Waseda University researchers developed a technology to supplement natural images instantaneously in areas where the image was painted



Researchers at Waseda University are using image supplementation technology using a deep network (convolution neural network)Globally and Locally Consistent Image Completion"Has been released. It shows the accuracy with different level from existing image supplementing technology.

Irizuka Risa - image complement by deep network (SIGGRAPH 2017)
http://hi.cs.waseda.ac.jp/~iizuka/projects/completion/ja/


If you look at the movie published on the research presentation page, you can understand the magnanimity of the image complementation technology "Globally and Locally Consistent Image Completion (GLCIC)" with a single shot.

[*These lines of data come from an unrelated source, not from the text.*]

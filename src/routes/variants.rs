//! # 번역 변형 라우트 핸들러
//!
//! 변형은 항상 부모 세션 경로 아래에서만 다룹니다.
//!
//! | 메서드 | 경로 | 핸들러 |
//! |--------|------|--------|
//! | GET | /api/v1/translation-sessions/{id}/variants?favoritesOnly=true | `list_variants` |
//! | POST | /api/v1/translation-sessions/{id}/variants | `create_variant` |
//! | PATCH | /api/v1/translation-sessions/{id}/variants/{variant_id} | `update_variant` |
//! | DELETE | /api/v1/translation-sessions/{id}/variants/{variant_id} | `delete_variant` |

use crate::{
    error::AppError,
    middleware::{ApiJson, ApiQuery},
    models::*,
    routes::AppState,
    services::variant_store,
};
use axum::{
    extract::{Path, State},
    http::StatusCode,
    Json,
};

pub async fn list_variants(
    State(state): State<AppState>,
    caller: Caller,
    Path(session_id): Path<String>,
    ApiQuery(query): ApiQuery<ListVariantsQuery>,
) -> Result<Json<ApiResponse<Listing<TranslationVariant>>>, AppError> {
    let listing =
        variant_store::list_variants(&state.pool, &session_id, &caller, query.favorites_only)
            .await?;
    Ok(ApiResponse::ok(listing))
}

pub async fn create_variant(
    State(state): State<AppState>,
    caller: Caller,
    Path(session_id): Path<String>,
    ApiJson(req): ApiJson<CreateVariantRequest>,
) -> Result<(StatusCode, Json<ApiResponse<TranslationVariant>>), AppError> {
    let variant = variant_store::create_variant(&state.pool, &session_id, &caller, req).await?;
    Ok((StatusCode::CREATED, ApiResponse::ok(variant)))
}

/// `Path((session_id, variant_id))`: 경로 변수 두 개를 URL 순서대로 튜플로 추출합니다.
pub async fn update_variant(
    State(state): State<AppState>,
    caller: Caller,
    Path((session_id, variant_id)): Path<(String, String)>,
    ApiJson(patch): ApiJson<UpdateVariantRequest>,
) -> Result<Json<ApiResponse<TranslationVariant>>, AppError> {
    let variant =
        variant_store::update_variant(&state.pool, &variant_id, &session_id, &caller, patch)
            .await?;
    Ok(ApiResponse::ok(variant))
}

pub async fn delete_variant(
    State(state): State<AppState>,
    caller: Caller,
    Path((session_id, variant_id)): Path<(String, String)>,
) -> Result<Json<ApiResponse<Deleted>>, AppError> {
    variant_store::delete_variant(&state.pool, &variant_id, &session_id, &caller).await?;
    Ok(ApiResponse::ok(Deleted {
        id: variant_id,
        deleted: true,
    }))
}
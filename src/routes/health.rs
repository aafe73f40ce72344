//! # 헬스체크 핸들러
//!
//! - `GET /api/v1/health` → `{ "status": "ok" }`
//!
//! 로드밸런서나 컨테이너 헬스체크용이므로 인증도, 응답 봉투도 없습니다.

use axum::Json;
use serde_json::{json, Value};

pub async fn health_check() -> Json<Value> {
    Json(json!({
        "status": "ok"
    }))
}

Globally and Locally Consistent Image Completion


In GLCIC, it is a major feature that combines two types of identification networks with a technology that supplements natural images with blanks.


In order to try out the performance of GLCIC, fill in the image with white and try to make "blank". This blank space is complemented automatically by GLCIC using neural network automatically.

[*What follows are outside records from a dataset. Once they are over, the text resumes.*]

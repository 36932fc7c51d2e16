//! Recursive-descent parser producing [`Expr`] trees.
//!
//! Precedence, lowest first: `or`, `and`, `not`, comparisons (chainable),
//! primaries. Field names are resolved against the catalog while parsing,
//! so a successfully parsed tree only ever refers to known fields.

use super::eval::Value;
use super::lexer::{tokenize, Token};
use super::FilterError;
use crate::domain::catalog::{FieldCatalog, FieldKind};

/// Deepest allowed nesting of parentheses and `not`.
pub const MAX_DEPTH: usize = 64;
/// Longest accepted expression, in tokens. Bounds the `and`/`or` chains,
/// which build left-leaning trees.
pub const MAX_TOKENS: usize = 1024;

/// Which projection of a field an identifier asks for.
#[derive(Debug, Clone, Copy, PartialEq, Eq)]
pub enum View {
    /// Bare name: blank strings and empty values read as `False`.
    Truthy,
    /// `_`-prefixed name: the stored value, for exact comparisons.
    Raw,
}

#[derive(Debug, Clone, PartialEq)]
pub struct FieldRef {
    pub key: &'static str,
    pub view: View,
    pub kind: FieldKind,
    pub financial: bool,
}

#[derive(Debug, Clone, Copy, PartialEq, Eq)]
pub enum CmpOp {
    Eq,
    Ne,
    Lt,
    Le,
    Gt,
    Ge,
}

#[derive(Debug, Clone, PartialEq)]
pub enum Expr {
    Literal(Value),
    Field(FieldRef),
    Not(Box<Expr>),
    And(Box<Expr>, Box<Expr>),
    Or(Box<Expr>, Box<Expr>),
    /// `a < b <= c` holds when every adjacent pair holds.
    Compare {
        first: Box<Expr>,
        rest: Vec<(CmpOp, Expr)>,
    },
}

impl Expr {
    pub fn references_financial(&self) -> bool {
        match self {
            Expr::Literal(_) => false,
            Expr::Field(field) => field.financial,
            Expr::Not(inner) => inner.references_financial(),
            Expr::And(l, r) | Expr::Or(l, r) => {
                l.references_financial() || r.references_financial()
            }
            Expr::Compare { first, rest } => {
                first.references_financial() || rest.iter().any(|(_, e)| e.references_financial())
            }
        }
    }
}

pub fn parse(input: &str, catalog: &FieldCatalog) -> Result<Expr, FilterError> {
    let tokens = tokenize(input)?;
    if tokens.len() == 1 {
        return Err(FilterError::Empty);
    }
    if tokens.len() > MAX_TOKENS {
        return Err(FilterError::TooLong(MAX_TOKENS));
    }

    let mut parser = Parser {
        tokens,
        pos: 0,
        depth: 0,
        catalog,
    };
    let expr = parser.parse_or()?;
    match parser.current() {
        Token::Eof => Ok(expr),
        other => Err(FilterError::UnexpectedToken(format!("{:?}", other))),
    }
}

struct Parser<'a> {
    tokens: Vec<Token>,
    pos: usize,
    depth: usize,
    catalog: &'a FieldCatalog,
}

impl Parser<'_> {
    fn current(&self) -> &Token {
        &self.tokens[self.pos]
    }

    fn advance(&mut self) {
        if self.pos < self.tokens.len() - 1 {
            self.pos += 1;
        }
    }

    fn nested<T>(
        &mut self,
        inner: impl FnOnce(&mut Self) -> Result<T, FilterError>,
    ) -> Result<T, FilterError> {
        if self.depth >= MAX_DEPTH {
            return Err(FilterError::TooDeep(MAX_DEPTH));
        }
        self.depth += 1;
        let result = inner(self);
        self.depth -= 1;
        result
    }

    fn parse_or(&mut self) -> Result<Expr, FilterError> {
        let mut left = self.parse_and()?;
        while matches!(self.current(), Token::Or) {
            self.advance();
            let right = self.parse_and()?;
            left = Expr::Or(Box::new(left), Box::new(right));
        }
        Ok(left)
    }

    fn parse_and(&mut self) -> Result<Expr, FilterError> {
        let mut left = self.parse_not()?;
        while matches!(self.current(), Token::And) {
            self.advance();
            let right = self.parse_not()?;
            left = Expr::And(Box::new(left), Box::new(right));
        }
        Ok(left)
    }

    fn parse_not(&mut self) -> Result<Expr, FilterError> {
        if matches!(self.current(), Token::Not) {
            self.advance();
            let inner = self.nested(Self::parse_not)?;
            return Ok(Expr::Not(Box::new(inner)));
        }
        self.parse_comparison()
    }

    fn parse_comparison(&mut self) -> Result<Expr, FilterError> {
        let first = self.parse_primary()?;
        let mut rest = Vec::new();

        loop {
            let op = match self.current() {
                Token::Eq => CmpOp::Eq,
                Token::Ne => CmpOp::Ne,
                Token::Lt => CmpOp::Lt,
                Token::Le => CmpOp::Le,
                Token::Gt => CmpOp::Gt,
                Token::Ge => CmpOp::Ge,
                _ => break,
            };
            self.advance();
            rest.push((op, self.parse_primary()?));
        }

        if rest.is_empty() {
            Ok(first)
        } else {
            Ok(Expr::Compare {
                first: Box::new(first),
                rest,
            })
        }
    }

    fn parse_primary(&mut self) -> Result<Expr, FilterError> {
        let expr = match self.current().clone() {
            Token::True => Expr::Literal(Value::Bool(true)),
            Token::False => Expr::Literal(Value::Bool(false)),
            Token::None => Expr::Literal(Value::None),
            Token::Number(n) => Expr::Literal(Value::Number(n)),
            Token::Str(s) => Expr::Literal(Value::Str(s)),
            Token::Minus => {
                self.advance();
                return match self.current().clone() {
                    Token::Number(n) => {
                        self.advance();
                        Ok(Expr::Literal(Value::Number(-n)))
                    }
                    Token::Eof => Err(FilterError::UnexpectedEnd),
                    other => Err(FilterError::UnexpectedToken(format!("{:?}", other))),
                };
            }
            Token::Ident(name) => Expr::Field(self.resolve_field(&name)?),
            Token::LParen => {
                self.advance();
                let inner = self.nested(Self::parse_or)?;
                if !matches!(self.current(), Token::RParen) {
                    return Err(match self.current() {
                        Token::Eof => FilterError::UnexpectedEnd,
                        other => FilterError::UnexpectedToken(format!("{:?}", other)),
                    });
                }
                inner
            }
            Token::Eof => return Err(FilterError::UnexpectedEnd),
            other => return Err(FilterError::UnexpectedToken(format!("{:?}", other))),
        };
        self.advance();
        Ok(expr)
    }

    fn resolve_field(&self, name: &str) -> Result<FieldRef, FilterError> {
        let (view, key) = match name.strip_prefix('_') {
            Some(rest) => (View::Raw, rest),
            None => (View::Truthy, name),
        };
        let spec = self
            .catalog
            .resolve(key)
            .ok_or_else(|| FilterError::UnknownField(name.to_string()))?;
        Ok(FieldRef {
            key: spec.key,
            view,
            kind: spec.kind,
            financial: spec.is_financial(),
        })
    }
}

#[cfg(test)]
mod tests {
    use super::*;

    fn parse_std(input: &str) -> Result<Expr, FilterError> {
        parse(input, &FieldCatalog::standard())
    }

    #[test]
    fn test_precedence_and_binds_tighter_than_or() {
        let expr = parse_std("email or phone and mobile").unwrap();
        match expr {
            Expr::Or(left, right) => {
                assert!(matches!(*left, Expr::Field(FieldRef { key: "email", .. })));
                assert!(matches!(*right, Expr::And(_, _)));
            }
            other => panic!("unexpected tree: {:?}", other),
        }
    }

    #[test]
    fn test_raw_view_prefix() {
        let expr = parse_std("_email == 'ok@test.com'").unwrap();
        let Expr::Compare { first, rest } = expr else {
            panic!("expected comparison");
        };
        assert!(matches!(
            *first,
            Expr::Field(FieldRef { key: "email", view: View::Raw, .. })
        ));
        assert_eq!(rest.len(), 1);
        assert_eq!(rest[0].0, CmpOp::Eq);
    }

    #[test]
    fn test_chained_comparison() {
        let expr = parse_std("0 < employees <= 10").unwrap();
        let Expr::Compare { rest, .. } = expr else {
            panic!("expected comparison");
        };
        assert_eq!(rest.iter().map(|(op, _)| *op).collect::<Vec<_>>(), vec![CmpOp::Lt, CmpOp::Le]);
    }

    #[test]
    fn test_financial_tagging() {
        assert!(!parse_std("email and not phone").unwrap().references_financial());
        assert!(parse_std("email and (net_profit > 0 or phone)").unwrap().references_financial());
        assert!(parse_std("_equity_ratio >= 30").unwrap().references_financial());
    }

    #[test]
    fn test_negative_literal() {
        let expr = parse_std("net_profit > -5").unwrap();
        let Expr::Compare { rest, .. } = expr else {
            panic!("expected comparison");
        };
        assert_eq!(rest[0].1, Expr::Literal(Value::Number(-5.0)));
    }

    #[test]
    fn test_parse_errors() {
        assert_eq!(parse_std(""), Err(FilterError::Empty));
        assert_eq!(parse_std("   "), Err(FilterError::Empty));
        assert_eq!(
            parse_std("__import__('os')"),
            Err(FilterError::UnknownField("__import__".into()))
        );
        assert_eq!(parse_std("email and"), Err(FilterError::UnexpectedEnd));
        assert_eq!(parse_std("(email or phone"), Err(FilterError::UnexpectedEnd));
        assert!(matches!(parse_std("email phone"), Err(FilterError::UnexpectedToken(_))));
    }

    #[test]
    fn test_nesting_is_bounded() {
        let parens = format!("{}email{}", "(".repeat(MAX_DEPTH), ")".repeat(MAX_DEPTH));
        assert!(parse_std(&parens).is_ok());

        let too_many = format!("{}email{}", "(".repeat(MAX_DEPTH + 1), ")".repeat(MAX_DEPTH + 1));
        assert_eq!(parse_std(&too_many), Err(FilterError::TooDeep(MAX_DEPTH)));

        let nots = format!("{}email", "not ".repeat(200));
        assert_eq!(parse_std(&nots), Err(FilterError::TooDeep(MAX_DEPTH)));

        // Unbalanced input far beyond the limit still fails cleanly.
        assert!(parse_std(&"(".repeat(10_000)).is_err());
    }

    #[test]
    fn test_long_chains_are_rejected() {
        let chain = vec!["email"; 2_000].join(" and ");
        assert_eq!(parse_std(&chain), Err(FilterError::TooLong(MAX_TOKENS)));

        let short = vec!["email"; 100].join(" or ");
        assert!(parse_std(&short).is_ok());
    }
}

When you click on the mouse, it looks like the original image is displayed. Actually this is an image automatically complemented by GLCIC.


When comparing the original image (left) and the complemented image (right) side by side, the part painted with white is subtly different. However, if you do not compare it in detail, you can see that it has a level of "reproducibility" that can not be interpreted as a complemented image.


Using the GLCIC image complement function, it is also possible to erase objects in the image,


Fill the man behind the fence with white ...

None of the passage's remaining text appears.